Fight the Virus. Fight the Depression. And Fight Trump.
“Let us therefore have that salutary fear of the future that makes one watchful and combative, and not that sort of soft idle terror that wears hearts down and enervates them.”
—Alexis de Tocqueville, Democracy in America, II 4.7
Donald Trump is not a stable genius, but he has a certain reptilian cunning. He knows when he’s in trouble, and he’ll lash out suddenly and ferociously, in any direction, to try to get out of it.
Trump’s in trouble. A pandemic to which the president has mounted an ineffectual response and a recession that could spin out of control are no basis for a successful reelection campaign. But Trump is the president. And he’s not going to go gently into the good night of political defeat.
Instead, Trump is already signaling what he’ll do. He’ll continue going along with the public health professionals a little while longer, hoping to get past the worst of the outbreak. But he’ll let it be known he’s increasingly concerned—indeed, has always been concerned—about the economy. He’ll take advantage, in an irresponsible way, of not-unreasonable calls to think seriously about how, after the shutdown, to get people back to work. He’ll ignore all the caveats about the importance of the massive testing and monitoring that would make such a course feasible, and instead become the champion of economic revival above all else.
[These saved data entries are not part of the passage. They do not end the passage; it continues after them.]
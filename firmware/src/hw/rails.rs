//! GPIO-backed rail switching.

#![cfg(target_os = "none")]

use embassy_stm32::gpio::{Level, Output};

use node_core::power::{RailAction, RailControl, RailId, RailPolarity, rail_by_id};

/// One push-pull output per rail in the catalog.
pub struct GpioRails<'d> {
    logic: Output<'d>,
    tx_driver: Output<'d>,
    bus_pullups: Output<'d>,
    modem: Output<'d>,
    status_led: Output<'d>,
}

impl<'d> GpioRails<'d> {
    pub fn new(
        logic: Output<'d>,
        tx_driver: Output<'d>,
        bus_pullups: Output<'d>,
        modem: Output<'d>,
        status_led: Output<'d>,
    ) -> Self {
        Self {
            logic,
            tx_driver,
            bus_pullups,
            modem,
            status_led,
        }
    }

    fn output_mut(&mut self, rail: RailId) -> &mut Output<'d> {
        match rail {
            RailId::Logic => &mut self.logic,
            RailId::TxDriver => &mut self.tx_driver,
            RailId::BusPullups => &mut self.bus_pullups,
            RailId::Modem => &mut self.modem,
            RailId::StatusLed => &mut self.status_led,
        }
    }

    /// Pin level that enables `rail`, honoring the catalog polarity.
    fn enable_level(rail: RailId) -> Level {
        match rail_by_id(rail).polarity {
            RailPolarity::ActiveHigh => Level::High,
            RailPolarity::ActiveLow => Level::Low,
        }
    }
}

impl RailControl for GpioRails<'_> {
    fn apply(&mut self, rail: RailId, action: RailAction) {
        let enable = Self::enable_level(rail);
        let level = match action {
            RailAction::Enable => enable,
            RailAction::Disable => match enable {
                Level::High => Level::Low,
                Level::Low => Level::High,
            },
        };
        self.output_mut(rail).set_level(level);
    }
}
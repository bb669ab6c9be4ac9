mod session;

use std::io::{self, BufRead, Write};

use session::Session;

fn main() -> io::Result<()> {
    let stdin = io::stdin();
    let mut reader = stdin.lock();
    let stdout = io::stdout();
    let mut writer = stdout.lock();
    let mut session = Session::new()?;
    let mut line = String::new();

    writeln!(
        writer,
        "Sensor node emulator ready. Type `boot` to start, `help` for commands, `exit` to quit."
    )?;

    loop {
        line.clear();
        write!(writer, "> ")?;
        writer.flush()?;

        let bytes_read = reader.read_line(&mut line)?;
        if bytes_read == 0 {
            writeln!(writer)?;
            break;
        }

        let trimmed = line.trim();
        if trimmed.is_empty() {
            continue;
        }

        if should_terminate(trimmed) {
            writeln!(writer, "Session closed.")?;
            break;
        }

        let responses = session.handle_command(trimmed)?;
        for response in responses {
            writeln!(writer, "{response}")?;
        }
    }

    Ok(())
}

fn should_terminate(input: &str) -> bool {
    input.eq_ignore_ascii_case("exit") || input.eq_ignore_ascii_case("quit")
}
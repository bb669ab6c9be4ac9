use crate::runtime::FirmwareSupervisor;

#[embassy_executor::task]
pub async fn run(mut supervisor: FirmwareSupervisor) -> ! {
    supervisor.run().await
}
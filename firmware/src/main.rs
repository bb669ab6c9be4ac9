#![cfg_attr(target_os = "none", no_std)]
#![cfg_attr(target_os = "none", no_main)]

#[cfg(target_os = "none")]
extern crate panic_halt;

mod wake;

#[cfg(target_os = "none")]
mod hw;
#[cfg(target_os = "none")]
mod journal;
#[cfg(target_os = "none")]
mod modem;
#[cfg(target_os = "none")]
mod platform;
#[cfg(target_os = "none")]
mod runtime;

#[cfg(not(target_os = "none"))]
fn main() {}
Will Trump risk seeming somewhat heartless if he prioritizes the economy above public health? Yes.
But Trump will calculate that at some point relatively soon, more people are going to be worried about paying their rent than getting the virus or being personally affected by it. This is not a heartless calculation for many people: In the absence of rapid, effective government intervention someone who has suddenly lost his job might contract COVID-19, but definitely won’t be able to put a roof over their head, or food on the table.
And at the beginning of the crisis, the numbers of those out of work (and those whose businesses are going under) will be greater than the numbers of those who are severely ill. It’s not clear, as a matter of raw, cold politics, that the perceived economic well-being of millions couldn’t win out over the lives of tens—or even hundreds—of thousands.
Even a normal democratic leader would think for a minute about this equation and the possible ways one could take advantage of it. But then a normal democratic leader would conclude that this is a political calculation that a healthy, liberal society simply does not make.
And in any case, a normal leader would understand that in the long run, the math doesn’t work—that public health and economic well-being must rise and fall together.
But Trump isn’t a normal democratic leader.
Much more than any president we’ve had, he is free of the normal allegiances to democracy and decency that constrain the liberal political order.
Trump has the soul of an autocrat. He has complete control of one party. And he has the unquestioning support of both Fox-watching loyalists and supine tax-cut-loving apologists.
So he will do what he can get away with doing.
One would normally assume that eight months from now Trump will end up following the doomed political paths of failed presidents such as Herbert Hoover and Jimmy Carter. But they were small-d democrats. There were some lies they wouldn’t tell and some things they wouldn’t do in order to cling to power.
Trump rejects the constraints that honorable men like Hoover and Carter respect. Democratic leaders accept the price they may have to pay for real or perceived policy failures. Do autocrats? No.
And are we so confident in the strength of our democratic institutions and norms that we are sure we’re not susceptible, here in America, to the autocrat’s playbook?
The only way to be sure is to make sure. And that means remembering that there are not two but three major dangers to the future of the country: the virus, an economic depression—and Donald Trump.